The Huffington Post has a story about Sen. Inhofe refusing to even read any health care bill that comes from this administration, because blocking reform can only help Republicans.
Way to go, #@)^&%$!@)#&% put REPUBLICANS before AMERICANS.
But what did I expect, really? It's Inhofe.
However, when I saw a Democrat saying pretty much the same thing, also on Huffington Post
http://www.huffingtonpost.com/...
I had to pick up the cudgel.
If you've read the link, you know that Rep. Marshall feels that patients are divorced from health care costs, so they don't put pressure on their doctors when their doctors order a lot of tests, and that's why private health insurance isn't working, and if we'd just let the invisible hand of the free market work the way Adam Smith theorized it would about 400 years ago, everything would be fine.
WRONG. FAIL. WRONGWRONGWRONG. FAILFAILFAIL.
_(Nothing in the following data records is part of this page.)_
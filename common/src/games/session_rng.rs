use rand::rngs::StdRng;
use rand::{Rng, SeedableRng};

/// Seeded source of randomness handed to the simulation. Two simulations built
/// from the same seed and fed the same inputs produce the same run.
pub struct SessionRng {
    rng: StdRng,
    seed: u64,
}

impl SessionRng {
    pub fn new(seed: u64) -> Self {
        Self {
            rng: StdRng::seed_from_u64(seed),
            seed,
        }
    }

    pub fn from_random() -> Self {
        let seed: u64 = rand::rng().random();
        Self::new(seed)
    }

    pub fn seed(&self) -> u64 {
        self.seed
    }

    pub fn random<T>(&mut self) -> T
    where
        rand::distr::StandardUniform: rand::distr::Distribution<T>,
    {
        self.rng.random()
    }

    pub fn random_range<T, R>(&mut self, range: R) -> T
    where
        T: rand::distr::uniform::SampleUniform,
        R: rand::distr::uniform::SampleRange<T>,
    {
        self.rng.random_range(range)
    }

    /// `true` with the given probability, clamped to `[0, 1]`.
    pub fn chance(&mut self, probability: f64) -> bool {
        self.rng.random_bool(probability.clamp(0.0, 1.0))
    }
}

#[cfg(test)]
mod tests {
    use super::*;

    #[test]
    fn test_same_seed_same_sequence() {
        let mut a = SessionRng::new(7);
        let mut b = SessionRng::new(7);
        for _ in 0..16 {
            assert_eq!(a.random_range(0..1000u32), b.random_range(0..1000u32));
        }
        assert_eq!(a.seed(), 7);
    }

    #[test]
    fn test_chance_extremes() {
        let mut rng = SessionRng::new(1);
        assert!(!rng.chance(0.0));
        assert!(rng.chance(1.0));
        assert!(rng.chance(5.0));
    }
}
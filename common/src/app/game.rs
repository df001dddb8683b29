use crate::config::{ConfigContentProvider, FileContentConfigProvider};
use crate::games::SessionRng;
use crate::games::snake::{
    Direction, SimulationEvent, SimulationSettings, SimulationSnapshot, SnakeSimulation,
};
use crate::log;
use crate::stats::{StatisticsRecord, StatsStore};
use super::input::InputEvent;
use super::menu::MenuOption;
use super::screen::Screen;

/// Fixed simulation rate the tick counts and durations are tuned for.
pub const TICKS_PER_SECOND: u64 = 60;

#[derive(Clone, Debug, PartialEq)]
pub enum GameEvent {
    Simulation(SimulationEvent),
    ScreenChanged { from: Screen, to: Screen },
    FullscreenChanged(bool),
    SpeedChanged { base_speed: u32 },
    StatisticsUpdated {
        record: StatisticsRecord,
        new_high_score: bool,
    },
}

/// Screen flow around a [`SnakeSimulation`]: title, menu, pause and game
/// over, plus the statistics flushed at the end of every run.
pub struct SnakeGame<TContentProvider = FileContentConfigProvider>
where
    TContentProvider: ConfigContentProvider,
{
    simulation: SnakeSimulation,
    screen: Screen,
    menu_option: MenuOption,
    fullscreen: bool,
    statistics: StatisticsRecord,
    stats_store: StatsStore<TContentProvider>,
    rng: SessionRng,
    run_started: bool,
    run_recorded: bool,
    run_ticks: u64,
}

impl<TContentProvider> SnakeGame<TContentProvider>
where
    TContentProvider: ConfigContentProvider,
{
    pub fn new(
        settings: SimulationSettings,
        stats_store: StatsStore<TContentProvider>,
        mut rng: SessionRng,
    ) -> Result<Self, String> {
        let simulation = SnakeSimulation::new(settings, SessionRng::new(rng.random()))?;
        let statistics = stats_store.load_or_default();
        log!(
            "Loaded statistics: high score {}, {} games played",
            statistics.high_score,
            statistics.total_games
        );

        Ok(Self {
            simulation,
            screen: Screen::TitleScreen,
            menu_option: MenuOption::Resume,
            fullscreen: false,
            statistics,
            stats_store,
            rng,
            run_started: false,
            run_recorded: false,
            run_ticks: 0,
        })
    }

    pub fn handle_input(&mut self, input: InputEvent) -> Vec<GameEvent> {
        let mut events = Vec::new();

        match input {
            InputEvent::ToggleFullscreen => {
                self.fullscreen = !self.fullscreen;
                events.push(GameEvent::FullscreenChanged(self.fullscreen));
            }
            InputEvent::Back => self.handle_back(&mut events),
            _ => match self.screen {
                Screen::TitleScreen => self.handle_title_input(input, &mut events),
                Screen::Menu => self.handle_menu_input(input, &mut events),
                Screen::Playing => self.handle_playing_input(input, &mut events),
                Screen::Paused => {
                    if input == InputEvent::TogglePause {
                        self.set_screen(Screen::Playing, &mut events);
                    }
                }
                Screen::GameOver => {
                    if matches!(input, InputEvent::Confirm | InputEvent::Restart) {
                        self.start_new_run(&mut events);
                    }
                }
            },
        }

        events
    }

    /// One fixed-rate frame. The simulation only runs while playing.
    pub fn tick(&mut self) -> Vec<GameEvent> {
        let mut events = Vec::new();

        if self.is_run_in_progress() && self.screen != Screen::TitleScreen {
            self.run_ticks += 1;
        }

        if self.screen != Screen::Playing {
            return events;
        }

        events.extend(self.simulation.advance().into_iter().map(GameEvent::Simulation));

        if self.simulation.is_game_over() {
            self.set_screen(Screen::GameOver, &mut events);
        }

        events
    }

    /// Records a finished but not yet counted run, e.g. before shutdown.
    pub fn flush_statistics(&mut self) -> Vec<GameEvent> {
        let mut events = Vec::new();
        self.record_finished_run(&mut events);
        events
    }

    fn handle_back(&mut self, events: &mut Vec<GameEvent>) {
        match self.screen {
            Screen::Playing | Screen::Paused | Screen::GameOver => {
                self.set_screen(Screen::Menu, events);
            }
            Screen::Menu => {
                if self.is_run_in_progress() {
                    self.set_screen(Screen::Playing, events);
                } else {
                    self.set_screen(Screen::TitleScreen, events);
                }
            }
            Screen::TitleScreen => {}
        }
    }

    fn handle_title_input(&mut self, input: InputEvent, events: &mut Vec<GameEvent>) {
        match input {
            InputEvent::Confirm => self.start_new_run(events),
            InputEvent::ShowStatistics => {
                self.menu_option = MenuOption::ResetStatistics;
                self.set_screen(Screen::Menu, events);
            }
            _ => {}
        }
    }

    fn handle_menu_input(&mut self, input: InputEvent, events: &mut Vec<GameEvent>) {
        match input {
            InputEvent::MenuUp | InputEvent::Direction(Direction::Up) => {
                self.menu_option = self.menu_option.previous();
            }
            InputEvent::MenuDown | InputEvent::Direction(Direction::Down) => {
                self.menu_option = self.menu_option.next();
            }
            InputEvent::Confirm => match self.menu_option {
                MenuOption::Resume => {
                    if self.is_run_in_progress() {
                        self.set_screen(Screen::Playing, events);
                    } else {
                        self.start_new_run(events);
                    }
                }
                MenuOption::NewGame => self.start_new_run(events),
                MenuOption::ResetStatistics => {
                    // A finished run still pending must not leak into the fresh record.
                    self.record_finished_run(events);
                    self.statistics = StatisticsRecord::default();
                    self.stats_store.save_quietly(&self.statistics);
                    log!("Statistics reset");
                    events.push(GameEvent::StatisticsUpdated {
                        record: self.statistics,
                        new_high_score: false,
                    });
                }
                MenuOption::BackToTitle => self.set_screen(Screen::TitleScreen, events),
            },
            _ => {}
        }
    }

    fn handle_playing_input(&mut self, input: InputEvent, events: &mut Vec<GameEvent>) {
        match input {
            InputEvent::Direction(direction) => {
                self.simulation.set_pending_direction(direction);
            }
            InputEvent::TogglePause => self.set_screen(Screen::Paused, events),
            InputEvent::SpeedUp => {
                let base_speed = self.simulation.increase_speed();
                events.push(GameEvent::SpeedChanged { base_speed });
            }
            InputEvent::SpeedDown => {
                let base_speed = self.simulation.decrease_speed();
                events.push(GameEvent::SpeedChanged { base_speed });
            }
            _ => {}
        }
    }

    fn start_new_run(&mut self, events: &mut Vec<GameEvent>) {
        self.record_finished_run(events);

        self.simulation.restart(SessionRng::new(self.rng.random()));
        self.run_started = true;
        self.run_recorded = false;
        self.run_ticks = 0;
        self.menu_option = MenuOption::Resume;
        self.set_screen(Screen::Playing, events);
    }

    fn record_finished_run(&mut self, events: &mut Vec<GameEvent>) {
        if !self.run_started || self.run_recorded || !self.simulation.is_game_over() {
            return;
        }

        let score = self.simulation.score();
        let best_combo = self.simulation.combo().best;
        let play_time = self.run_ticks / TICKS_PER_SECOND;
        let new_high_score = self.statistics.record_run(score, best_combo, play_time);
        self.run_recorded = true;

        self.stats_store.save_quietly(&self.statistics);
        log!(
            "Run finished: score {}, best combo {}, {}s{}",
            score,
            best_combo,
            play_time,
            if new_high_score { " (new high score)" } else { "" }
        );

        events.push(GameEvent::StatisticsUpdated {
            record: self.statistics,
            new_high_score,
        });
    }

    fn set_screen(&mut self, to: Screen, events: &mut Vec<GameEvent>) {
        let from = self.screen;
        if from == to {
            return;
        }
        self.screen = to;
        self.simulation.set_paused(to != Screen::Playing);
        events.push(GameEvent::ScreenChanged { from, to });
    }

    pub fn is_run_in_progress(&self) -> bool {
        self.run_started && !self.simulation.is_game_over()
    }

    pub fn screen(&self) -> Screen {
        self.screen
    }

    pub fn menu_option(&self) -> MenuOption {
        self.menu_option
    }

    pub fn is_fullscreen(&self) -> bool {
        self.fullscreen
    }

    pub fn statistics(&self) -> &StatisticsRecord {
        &self.statistics
    }

    pub fn simulation(&self) -> &SnakeSimulation {
        &self.simulation
    }

    pub fn snapshot(&self) -> SimulationSnapshot {
        self.simulation.snapshot()
    }

    pub fn run_ticks(&self) -> u64 {
        self.run_ticks
    }

    #[cfg(test)]
    pub(crate) fn simulation_mut(&mut self) -> &mut SnakeSimulation {
        &mut self.simulation
    }
}
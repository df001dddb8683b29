use serde::Serialize;

#[derive(Clone, Copy, Debug, PartialEq, Eq, Serialize)]
pub enum MenuOption {
    Resume,
    NewGame,
    ResetStatistics,
    BackToTitle,
}

impl MenuOption {
    pub const ALL: [MenuOption; 4] = [
        MenuOption::Resume,
        MenuOption::NewGame,
        MenuOption::ResetStatistics,
        MenuOption::BackToTitle,
    ];

    fn index(&self) -> usize {
        match self {
            MenuOption::Resume => 0,
            MenuOption::NewGame => 1,
            MenuOption::ResetStatistics => 2,
            MenuOption::BackToTitle => 3,
        }
    }

    pub fn previous(&self) -> MenuOption {
        let len = Self::ALL.len();
        Self::ALL[(self.index() + len - 1) % len]
    }

    pub fn next(&self) -> MenuOption {
        Self::ALL[(self.index() + 1) % Self::ALL.len()]
    }
}
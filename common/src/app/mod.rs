mod audio_cue;
mod collaborators;
mod game;
mod input;
mod menu;
mod screen;

pub use audio_cue::AudioCue;
pub use collaborators::{AudioSink, FrameRenderer, dispatch_audio};
pub use game::{GameEvent, SnakeGame, TICKS_PER_SECOND};
pub use input::InputEvent;
pub use menu::MenuOption;
pub use screen::Screen;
First, Rep. Marshall is putting the responsibility for ordering too many tests on PATIENTS instead of DOCTORS. Hold on a damn minute here. I don't know what tests I need, that's why I went to the @#)(&^@!#&^% DOCTOR. Do you know what tests to order for your condition? Did you get a medical degree?
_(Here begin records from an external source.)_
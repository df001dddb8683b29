use serde::{Deserialize, Serialize};

#[derive(Clone, Copy, Debug, PartialEq, Eq, Hash, Serialize, Deserialize)]
pub struct Point {
    pub x: usize,
    pub y: usize,
}

impl Point {
    pub fn new(x: usize, y: usize) -> Self {
        Self { x, y }
    }
}

/// Screen orientation: `y` grows downward, so `Up` moves towards row 0.
#[derive(Clone, Copy, Debug, PartialEq, Eq, Hash, Serialize, Deserialize)]
pub enum Direction {
    Left,
    Right,
    Up,
    Down,
}

impl Direction {
    pub const ALL: [Direction; 4] = [
        Direction::Up,
        Direction::Down,
        Direction::Left,
        Direction::Right,
    ];

    pub fn delta(&self) -> (i32, i32) {
        match self {
            Direction::Up => (0, -1),
            Direction::Down => (0, 1),
            Direction::Left => (-1, 0),
            Direction::Right => (1, 0),
        }
    }

    pub fn opposite(&self) -> Direction {
        match self {
            Direction::Up => Direction::Down,
            Direction::Down => Direction::Up,
            Direction::Left => Direction::Right,
            Direction::Right => Direction::Left,
        }
    }

    pub fn is_opposite(&self, other: &Direction) -> bool {
        self.opposite() == *other
    }
}

#[derive(Clone, Copy, Debug, PartialEq, Eq, Serialize, Deserialize)]
pub struct GridSize {
    pub width: usize,
    pub height: usize,
}

impl GridSize {
    pub fn new(width: usize, height: usize) -> Self {
        Self { width, height }
    }

    pub fn center(&self) -> Point {
        Point::new(self.width / 2, self.height / 2)
    }

    pub fn contains(&self, point: Point) -> bool {
        point.x < self.width && point.y < self.height
    }

    pub fn wrapping_inc(value: usize, max: usize) -> usize {
        if value + 1 >= max {
            0
        } else {
            value + 1
        }
    }

    pub fn wrapping_dec(value: usize, max: usize) -> usize {
        if value == 0 {
            max - 1
        } else {
            value - 1
        }
    }

    /// One cell in `direction`, re-entering from the opposite edge.
    pub fn step(&self, from: Point, direction: Direction) -> Point {
        match direction {
            Direction::Up => Point::new(from.x, Self::wrapping_dec(from.y, self.height)),
            Direction::Down => Point::new(from.x, Self::wrapping_inc(from.y, self.height)),
            Direction::Left => Point::new(Self::wrapping_dec(from.x, self.width), from.y),
            Direction::Right => Point::new(Self::wrapping_inc(from.x, self.width), from.y),
        }
    }

    /// Shortest Manhattan distance on the torus.
    pub fn wrapped_distance(&self, a: Point, b: Point) -> usize {
        let dx = a.x.abs_diff(b.x);
        let dy = a.y.abs_diff(b.y);
        dx.min(self.width - dx) + dy.min(self.height - dy)
    }

    /// Row-major iteration over every cell.
    pub fn cells(&self) -> impl Iterator<Item = Point> + '_ {
        (0..self.height).flat_map(move |y| (0..self.width).map(move |x| Point::new(x, y)))
    }
}

#[derive(Clone, Copy, Debug, PartialEq, Eq, Hash, Serialize, Deserialize)]
pub enum PowerUpKind {
    BonusPoints,
    SpeedBoost,
    Invulnerability,
}

impl PowerUpKind {
    pub const ALL: [PowerUpKind; 3] = [
        PowerUpKind::BonusPoints,
        PowerUpKind::SpeedBoost,
        PowerUpKind::Invulnerability,
    ];
}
More importantly, insurance is heavily regulated. It's not purchased in a free market. Repeat After Me, all you Ayn Rand zombies - there's no free market with insurance.
Insurance is heavily regulated for a reason = they can't be trusted to pay claims as they promised. This behavior is so well-known and well-documented legally over generations that a special fiduciary duty evolved in law just for insurance companies called the "duty of good faith and fair dealing". This fiduciary duty sometimes works for commercial insureds because they can do stuff like hold off shipping until hurricane season ends, or decide not to build on that landfill, or charge really high prices to cover their risks. In other words, they have options to protect themselves other than purchasing insurance.
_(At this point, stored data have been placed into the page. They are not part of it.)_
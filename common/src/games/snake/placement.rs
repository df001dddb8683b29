use crate::games::SessionRng;
use super::types::{GridSize, Point};

/// Random unoccupied cell. Tries `attempts` uniform draws first, then scans
/// every cell and picks among the free ones. `None` means the grid is full.
pub fn find_free_cell(
    grid: &GridSize,
    rng: &mut SessionRng,
    attempts: usize,
    is_occupied: impl Fn(&Point) -> bool,
) -> Option<Point> {
    for _ in 0..attempts {
        let candidate = Point::new(
            rng.random_range(0..grid.width),
            rng.random_range(0..grid.height),
        );
        if !is_occupied(&candidate) {
            return Some(candidate);
        }
    }

    let free: Vec<Point> = grid.cells().filter(|cell| !is_occupied(cell)).collect();
    if free.is_empty() {
        return None;
    }
    Some(free[rng.random_range(0..free.len())])
}

#[cfg(test)]
mod tests {
    use super::*;

    #[test]
    fn test_full_grid_returns_none() {
        let grid = GridSize::new(3, 3);
        let mut rng = SessionRng::new(1);
        assert_eq!(find_free_cell(&grid, &mut rng, 50, |_| true), None);
    }

    #[test]
    fn test_single_free_cell_found_by_scan() {
        let grid = GridSize::new(4, 4);
        let hole = Point::new(3, 1);
        let mut rng = SessionRng::new(9);
        let found = find_free_cell(&grid, &mut rng, 0, |p| *p != hole);
        assert_eq!(found, Some(hole));
    }

    #[test]
    fn test_result_never_occupied() {
        let grid = GridSize::new(6, 6);
        let mut rng = SessionRng::new(3);
        for _ in 0..200 {
            let found = find_free_cell(&grid, &mut rng, 5, |p| p.x < 5).unwrap();
            assert_eq!(found.x, 5);
        }
    }
}
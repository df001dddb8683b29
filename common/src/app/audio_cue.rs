use std::time::Duration;

use crate::games::snake::SimulationEvent;

/// Streaks above this play the combo sound instead of the plain one.
const COMBO_CUE_THRESHOLD: u32 = 3;

#[derive(Clone, Copy, Debug, PartialEq, Eq)]
pub enum AudioCue {
    Eat,
    Combo,
    PowerUp,
    GameOver,
}

impl AudioCue {
    pub fn from_event(event: &SimulationEvent) -> Option<AudioCue> {
        match event {
            SimulationEvent::FoodEaten { streak, .. } if *streak > COMBO_CUE_THRESHOLD => {
                Some(AudioCue::Combo)
            }
            SimulationEvent::FoodEaten { .. } => Some(AudioCue::Eat),
            SimulationEvent::PowerUpCollected { .. } => Some(AudioCue::PowerUp),
            SimulationEvent::Collided { .. } => Some(AudioCue::GameOver),
            SimulationEvent::PowerUpSpawned { .. }
            | SimulationEvent::PowerUpExpired { .. }
            | SimulationEvent::ComboReset { .. } => None,
        }
    }

    /// Fundamental of the beep the mixer synthesizes for this cue.
    pub fn frequency_hz(&self) -> f32 {
        match self {
            AudioCue::Eat => 880.0,
            AudioCue::Combo => 1320.0,
            AudioCue::PowerUp => 1100.0,
            AudioCue::GameOver => 220.0,
        }
    }

    pub fn duration(&self) -> Duration {
        match self {
            AudioCue::Eat => Duration::from_millis(100),
            AudioCue::Combo => Duration::from_millis(120),
            AudioCue::PowerUp => Duration::from_millis(200),
            AudioCue::GameOver => Duration::from_millis(500),
        }
    }
}
use serde::Serialize;

use super::combo::ComboState;
use super::power_up::{EffectTimers, PowerUp};
use super::types::{Direction, GridSize, Point};

/// Everything a renderer needs to draw one frame.
#[derive(Clone, Debug, Serialize)]
pub struct SimulationSnapshot {
    pub grid: GridSize,
    pub snake: Vec<Point>,
    pub direction: Direction,
    pub food: Option<Point>,
    pub power_up: Option<PowerUp>,
    pub score: u32,
    pub combo: ComboState,
    pub timers: EffectTimers,
    pub frame: u64,
    pub speed: u32,
    pub base_speed: u32,
    pub paused: bool,
    pub game_over: bool,
    pub collision: Option<Point>,
    pub shake_intensity: f32,
}
use serde::{Deserialize, Serialize};

use crate::config::Validate;
use super::types::GridSize;

pub const MIN_SPEED: u32 = 4;
pub const MAX_SPEED: u32 = 20;

/// How the streak turns into bonus points on top of the single base point.
#[derive(Clone, Copy, Debug, PartialEq, Eq, Serialize, Deserialize)]
pub enum ComboFormula {
    /// `streak / 3`
    Third,
    /// `streak / 2`
    Half,
}

impl ComboFormula {
    pub fn bonus(&self, streak: u32) -> u32 {
        match self {
            ComboFormula::Third => streak / 3,
            ComboFormula::Half => streak / 2,
        }
    }
}

/// All tunables of a run. Durations are in ticks.
#[derive(Clone, Debug, PartialEq, Serialize, Deserialize)]
#[serde(default)]
pub struct SimulationSettings {
    pub grid_width: usize,
    pub grid_height: usize,
    pub initial_length: usize,
    /// Ticks per move; lower is faster.
    pub base_speed: u32,
    pub growth_per_food: u32,
    pub combo_window: u32,
    pub combo_formula: ComboFormula,
    pub power_ups_enabled: bool,
    pub power_up_spawn_interval: u64,
    pub power_up_spawn_probability: f64,
    pub power_up_lifetime: u32,
    pub bonus_points_base: u32,
    pub speed_boost_duration: u32,
    pub invulnerability_duration: u32,
    pub placement_attempts: usize,
}

impl Default for SimulationSettings {
    fn default() -> Self {
        Self {
            grid_width: 32,
            grid_height: 24,
            initial_length: 3,
            base_speed: 10,
            growth_per_food: 2,
            combo_window: 120,
            combo_formula: ComboFormula::Third,
            power_ups_enabled: true,
            power_up_spawn_interval: 300,
            power_up_spawn_probability: 0.15,
            power_up_lifetime: 600,
            bonus_points_base: 5,
            speed_boost_duration: 300,
            invulnerability_duration: 180,
            placement_attempts: 100,
        }
    }
}

impl SimulationSettings {
    pub fn grid(&self) -> GridSize {
        GridSize::new(self.grid_width, self.grid_height)
    }
}

impl Validate for SimulationSettings {
    fn validate(&self) -> Result<(), String> {
        if !(3..=200).contains(&self.grid_width) {
            return Err("Grid width must be between 3 and 200".to_string());
        }
        if !(3..=200).contains(&self.grid_height) {
            return Err("Grid height must be between 3 and 200".to_string());
        }
        if self.initial_length < 1 || self.initial_length >= self.grid_width {
            return Err("Initial length must be at least 1 and shorter than the grid width".to_string());
        }
        if !(MIN_SPEED..=MAX_SPEED).contains(&self.base_speed) {
            return Err(format!(
                "Base speed must be between {} and {}",
                MIN_SPEED, MAX_SPEED
            ));
        }
        if self.combo_window == 0 {
            return Err("Combo window must be positive".to_string());
        }
        if self.power_up_spawn_interval == 0 {
            return Err("Power-up spawn interval must be positive".to_string());
        }
        if !(0.0..=1.0).contains(&self.power_up_spawn_probability) {
            return Err("Power-up spawn probability must be between 0.0 and 1.0".to_string());
        }
        if self.power_up_lifetime == 0 {
            return Err("Power-up lifetime must be positive".to_string());
        }
        Ok(())
    }
}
But health insurance companies have NO INCENTIVE to behave when the thing being insured is a necessary, like health care, because they have a captive audience. They can charge whatever the market will bear, which obviously will leave a lot of people out. People who need health care, and who don't have any option but private health insurance.
I shouldn't have to keep explaining this. Insurance is regulated, and therefore the regulators (government) are the best point of oversight and the regulators (government) are the logical source of insurance administration, because the regulators (government) are accountable in the end to the people while insurance companies are only accountable to their shareholders, despite their alleged fiduciary duties. That is why single payer health insurance, Medicare for ALL, is the best, most efficient health insurance delivery system. Failing single payer, we must have a public option.
By the way, tort reform pretty much got rid of any leverage against insurance companies from fiduciary duties to the insured.